### DATA RECORDS

/// A per-category total for one month, with its share of the month's total
/// for the same kind.
#[derive(Debug, Clone, PartialEq)]
pub struct CategoryBucket {
    /// The category label.
    pub category: String,
    /// The summed amount for the category.
    pub amount: f64,
    /// The category's share of the kind's total, in 0.0..=1.0.
    ///
    /// Zero when the kind's total for the month is zero.
    pub percent: f64,
}

/// Income and expense totals for one day of a month.
#[derive(Debug, Clone, PartialEq)]
pub struct DayBucket {
    /// The day of the month, "1" through "31".
    pub day: String,
    /// The summed income for the day.
    pub income: f64,
    /// The summed expenses for the day.
    pub expenses: f64,
}

/// Income and expense totals for one calendar month.
#[derive(Debug, Clone, PartialEq)]
pub struct MonthBucket {
    /// The three-letter month label, e.g. "Jan".
    pub name: &'static str,
    /// The summed income for the month.
    pub income: f64,
    /// The summed expenses for the month.
    pub expenses: f64,
}

/// The derived views for a single month's report.
#[derive(Debug, Clone, PartialEq, Default)]
pub struct MonthlyReport {
    /// Per-category income totals, alphabetical with "Other" last.
    pub income: Vec<CategoryBucket>,
    /// Per-category expense totals, alphabetical with "Other" last.
    pub expenses: Vec<CategoryBucket>,
    /// Per-day income and expense totals, sorted by numeric day.
    pub daily_transactions: Vec<DayBucket>,
}

/// Build the monthly report for `year` and `month` (1 = January).
///
/// Transactions outside the month are ignored, so the input may be filtered
/// or unfiltered. A month with no matching transactions produces a report
/// whose three collections are all empty, which callers must render as an
/// explicit "no data" state rather than an error.
///
/// # Errors
/// This function will return a:
/// - [Error::InvalidMonth] if `month` is outside 1-12,
/// - or [Error::InvalidYear] if `year` is outside the supported calendar range.
pub fn monthly_report(
    transactions: &[ReportTransaction],
    year: i32,
    month: u8,
) -> Result<MonthlyReport, Error> {
    let date_range = month_date_range(year, month)?;

    let mut income_by_category: HashMap<&str, f64> = HashMap::new();
    let mut expenses_by_category: HashMap<&str, f64> = HashMap::new();
    // Keyed by numeric day so iteration comes out in day order.
    let mut days: BTreeMap<u8, (f64, f64)> = BTreeMap::new();

    for transaction in transactions
        .iter()
        .filter(|transaction| date_range.contains(&transaction.date))
    {
        let amount = coerce_amount(transaction.amount);
        let day_totals = days.entry(transaction.date.day()).or_insert((0.0, 0.0));

        match transaction.kind {
            TransactionKind::Income => {
                *income_by_category
                    .entry(transaction.category.as_str())
                    .or_insert(0.0) += amount;
                day_totals.0 += amount;
            }
            TransactionKind::Expense => {
                *expenses_by_category
                    .entry(transaction.category.as_str())
                    .or_insert(0.0) += amount;
                day_totals.1 += amount;
            }
        }
    }

    let daily_transactions = days
        .into_iter()
        .map(|(day, (income, expenses))| DayBucket {
            day: day.to_string(),
            income,
            expenses,
        })
        .collect();

    Ok(MonthlyReport {
        income: into_category_buckets(income_by_category),
        expenses: into_category_buckets(expenses_by_category),
        daily_transactions,
    })
}

/// Build the twelve-month overview for `year`.
///
/// Always returns exactly 12 entries in calendar order, one per month, even
/// when a month (or the whole year) has no transactions; those months keep
/// zero totals. Non-finite amounts are coerced to zero instead of poisoning
/// the sums.
pub fn annual_overview(transactions: &[ReportTransaction], year: i32) -> [MonthBucket; 12] {
    let mut months = MONTH_LABELS.map(|name| MonthBucket {
        name,
        income: 0.0,
        expenses: 0.0,
    });

    for transaction in transactions
        .iter()
        .filter(|transaction| transaction.date.year() == year)
    {
        let amount = coerce_amount(transaction.amount);
        let month = &mut months[transaction.date.month() as usize - 1];

        match transaction.kind {
            TransactionKind::Income => month.income += amount,
            TransactionKind::Expense => month.expenses += amount,
        }
    }

    months
}

/// Build the per-category totals for a single kind in `year`/`month`.
///
/// Produces the same buckets as the matching half of [monthly_report] for the
/// same input.
///
/// # Errors
/// This function will return a:
/// - [Error::InvalidMonth] if `month` is outside 1-12,
/// - or [Error::InvalidYear] if `year` is outside the supported calendar range.
pub fn category_breakdown(
    transactions: &[ReportTransaction],
    year: i32,
    month: u8,
    kind: TransactionKind,
) -> Result<Vec<CategoryBucket>, Error> {
    let date_range = month_date_range(year, month)?;

    let mut totals: HashMap<&str, f64> = HashMap::new();

    for transaction in transactions.iter().filter(|transaction| {
        transaction.kind == kind && date_range.contains(&transaction.date)
    }) {
        *totals.entry(transaction.category.as_str()).or_insert(0.0) +=
            coerce_amount(transaction.amount);
    }

    Ok(into_category_buckets(totals))
}

/// Convert per-category totals into buckets with percentages attached.
///
/// The percentage pass needs the grand total, so the totals must be fully
/// accumulated before any bucket can be emitted. Buckets come out
/// alphabetically with [UNCATEGORIZED_LABEL] last.
fn into_category_buckets(totals: HashMap<&str, f64>) -> Vec<CategoryBucket> {
    let mut labels: Vec<&str> = totals
        .keys()
        .copied()
        .filter(|&label| label != UNCATEGORIZED_LABEL)
        .collect();
    labels.sort_unstable();

    if totals.contains_key(UNCATEGORIZED_LABEL) {
        labels.push(UNCATEGORIZED_LABEL);
    }

    let total: f64 = totals.values().sum();

    labels
        .into_iter()
        .map(|label| {
            let amount = totals[label];
            CategoryBucket {
                category: label.to_owned(),
                amount,
                percent: if total > 0.0 { amount / total } else { 0.0 },
            }
        })
        .collect()
}

/// The inclusive date range covering `year`/`month`.
fn month_date_range(year: i32, month: u8) -> Result<RangeInclusive<Date>, Error> {
    let month = Month::try_from(month).map_err(|_| Error::InvalidMonth(month))?;
    let first_day =
        Date::from_calendar_date(year, month, 1).map_err(|_| Error::InvalidYear(year))?;
    let last_day = first_day
        .replace_day(time::util::days_in_year_month(year, month))
        .unwrap();

    Ok(first_day..=last_day)
}

fn coerce_amount(amount: f64) -> f64 {
    if amount.is_finite() { amount } else { 0.0 }
}

#[cfg(test)]
mod monthly_report_tests {
    use time::{Date, macros::date};

    use crate::{
        Error,
        report::transaction::ReportTransaction,
        transaction::TransactionKind,
    };

    use super::{DayBucket, UNCATEGORIZED_LABEL, monthly_report};

    fn create_test_transaction(
        kind: TransactionKind,
        amount: f64,
        date: Date,
        category: &str,
    ) -> ReportTransaction {
        ReportTransaction {
            kind,
            amount,
            date,
            category: category.to_owned(),
        }
    }

    #[test]
    fn groups_categories_and_days() {
        // The worked example: one salary payment and two food purchases.
        let transactions = vec![
            create_test_transaction(
                TransactionKind::Income,
                1000.0,
                date!(2024 - 03 - 01),
                "Salary",
            ),
            create_test_transaction(
                TransactionKind::Expense,
                200.0,
                date!(2024 - 03 - 05),
                "Food",
            ),
            create_test_transaction(
                TransactionKind::Expense,
                50.0,
                date!(2024 - 03 - 05),
                "Food",
            ),
        ];

        let report = monthly_report(&transactions, 2024, 3).unwrap();

        assert_eq!(report.income.len(), 1);
        assert_eq!(report.income[0].category, "Salary");
        assert_eq!(report.income[0].amount, 1000.0);
        assert_eq!(report.income[0].percent, 1.0);

        assert_eq!(report.expenses.len(), 1);
        assert_eq!(report.expenses[0].category, "Food");
        assert_eq!(report.expenses[0].amount, 250.0);
        assert_eq!(report.expenses[0].percent, 1.0);

        assert_eq!(
            report.daily_transactions,
            vec![
                DayBucket {
                    day: "1".to_owned(),
                    income: 1000.0,
                    expenses: 0.0
                },
                DayBucket {
                    day: "5".to_owned(),
                    income: 0.0,
                    expenses: 250.0
                },
            ]
        );
    }

    #[test]
    fn empty_input_produces_empty_report() {
        let report = monthly_report(&[], 2024, 3).unwrap();

        assert!(report.income.is_empty());
        assert!(report.expenses.is_empty());
        assert!(report.daily_transactions.is_empty());
    }

    #[test]
    fn includes_last_day_and_excludes_first_day_of_next_month() {
        let transactions = vec![
            create_test_transaction(
                TransactionKind::Expense,
                10.0,
                date!(2024 - 02 - 29),
                "Food",
            ),
            create_test_transaction(
                TransactionKind::Expense,
                99.0,
                date!(2024 - 03 - 01),
                "Food",
            ),
        ];

        let report = monthly_report(&transactions, 2024, 2).unwrap();

        assert_eq!(report.expenses.len(), 1);
        assert_eq!(report.expenses[0].amount, 10.0);
    }

    #[test]
    fn conserves_totals() {
        let transactions = vec![
            create_test_transaction(
                TransactionKind::Income,
                1000.0,
                date!(2024 - 03 - 01),
                "Salary",
            ),
            create_test_transaction(
                TransactionKind::Income,
                250.5,
                date!(2024 - 03 - 14),
                "Dividends",
            ),
            create_test_transaction(
                TransactionKind::Income,
                12.25,
                date!(2024 - 03 - 14),
                UNCATEGORIZED_LABEL,
            ),
            // Outside the month, must not count.
            create_test_transaction(
                TransactionKind::Income,
                9999.0,
                date!(2024 - 04 - 01),
                "Salary",
            ),
        ];

        let report = monthly_report(&transactions, 2024, 3).unwrap();

        let bucket_total: f64 = report.income.iter().map(|bucket| bucket.amount).sum();
        assert_eq!(bucket_total, 1000.0 + 250.5 + 12.25);
    }

    #[test]
    fn percentages_sum_to_one() {
        let transactions = vec![
            create_test_transaction(
                TransactionKind::Expense,
                70.0,
                date!(2024 - 03 - 02),
                "Food",
            ),
            create_test_transaction(
                TransactionKind::Expense,
                20.0,
                date!(2024 - 03 - 03),
                "Transport",
            ),
            create_test_transaction(
                TransactionKind::Expense,
                10.0,
                date!(2024 - 03 - 04),
                UNCATEGORIZED_LABEL,
            ),
        ];

        let report = monthly_report(&transactions, 2024, 3).unwrap();

        let percent_total: f64 = report.expenses.iter().map(|bucket| bucket.percent).sum();
        assert!((percent_total - 1.0).abs() < 1e-9);
    }

    #[test]
    fn percentages_are_zero_when_total_is_zero() {
        let transactions = vec![create_test_transaction(
            TransactionKind::Expense,
            0.0,
            date!(2024 - 03 - 02),
            "Food",
        )];

        let report = monthly_report(&transactions, 2024, 3).unwrap();

        assert_eq!(report.expenses.len(), 1);
        assert_eq!(report.expenses[0].percent, 0.0);
    }

    #[test]
    fn sorts_categories_alphabetically_with_other_last() {
        let transactions = vec![
            create_test_transaction(
                TransactionKind::Expense,
                10.0,
                date!(2024 - 03 - 02),
                "Zoo",
            ),
            create_test_transaction(
                TransactionKind::Expense,
                10.0,
                date!(2024 - 03 - 02),
                UNCATEGORIZED_LABEL,
            ),
            create_test_transaction(
                TransactionKind::Expense,
                10.0,
                date!(2024 - 03 - 02),
                "Aquarium",
            ),
        ];

        let report = monthly_report(&transactions, 2024, 3).unwrap();

        let labels: Vec<&str> = report
            .expenses
            .iter()
            .map(|bucket| bucket.category.as_str())
            .collect();
        assert_eq!(labels, ["Aquarium", "Zoo", UNCATEGORIZED_LABEL]);
    }

    #[test]
    fn sorts_days_numerically() {
        // Days 2, 10, and 21: lexicographic ordering would give 10, 2, 21.
        let transactions = vec![
            create_test_transaction(
                TransactionKind::Expense,
                1.0,
                date!(2024 - 03 - 21),
                "Food",
            ),
            create_test_transaction(
                TransactionKind::Expense,
                1.0,
                date!(2024 - 03 - 02),
                "Food",
            ),
            create_test_transaction(
                TransactionKind::Expense,
                1.0,
                date!(2024 - 03 - 10),
                "Food",
            ),
        ];

        let report = monthly_report(&transactions, 2024, 3).unwrap();

        let days: Vec<&str> = report
            .daily_transactions
            .iter()
            .map(|bucket| bucket.day.as_str())
            .collect();
        assert_eq!(days, ["2", "10", "21"]);
    }

    #[test]
    fn rejects_month_out_of_range() {
        assert_eq!(monthly_report(&[], 2024, 0), Err(Error::InvalidMonth(0)));
        assert_eq!(monthly_report(&[], 2024, 13), Err(Error::InvalidMonth(13)));
    }

    #[test]
    fn rejects_year_out_of_range() {
        assert_eq!(
            monthly_report(&[], 100_000, 1),
            Err(Error::InvalidYear(100_000))
        );
    }

    #[test]
    fn is_idempotent() {
        let transactions = vec![
            create_test_transaction(
                TransactionKind::Income,
                1000.0,
                date!(2024 - 03 - 01),
                "Salary",
            ),
            create_test_transaction(
                TransactionKind::Expense,
                200.0,
                date!(2024 - 03 - 05),
                "Food",
            ),
        ];

        let first = monthly_report(&transactions, 2024, 3).unwrap();
        let second = monthly_report(&transactions, 2024, 3).unwrap();

        assert_eq!(first, second);
    }
}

######

ASSIGNMENT — All lines above that contain "must" are required in the answer.

RESULT FOR THIS EXERCISE —
/// whose three collections are all empty, which callers must render as an
/// The percentage pass needs the grand total, so the totals must be fully
            // Outside the month, must not count.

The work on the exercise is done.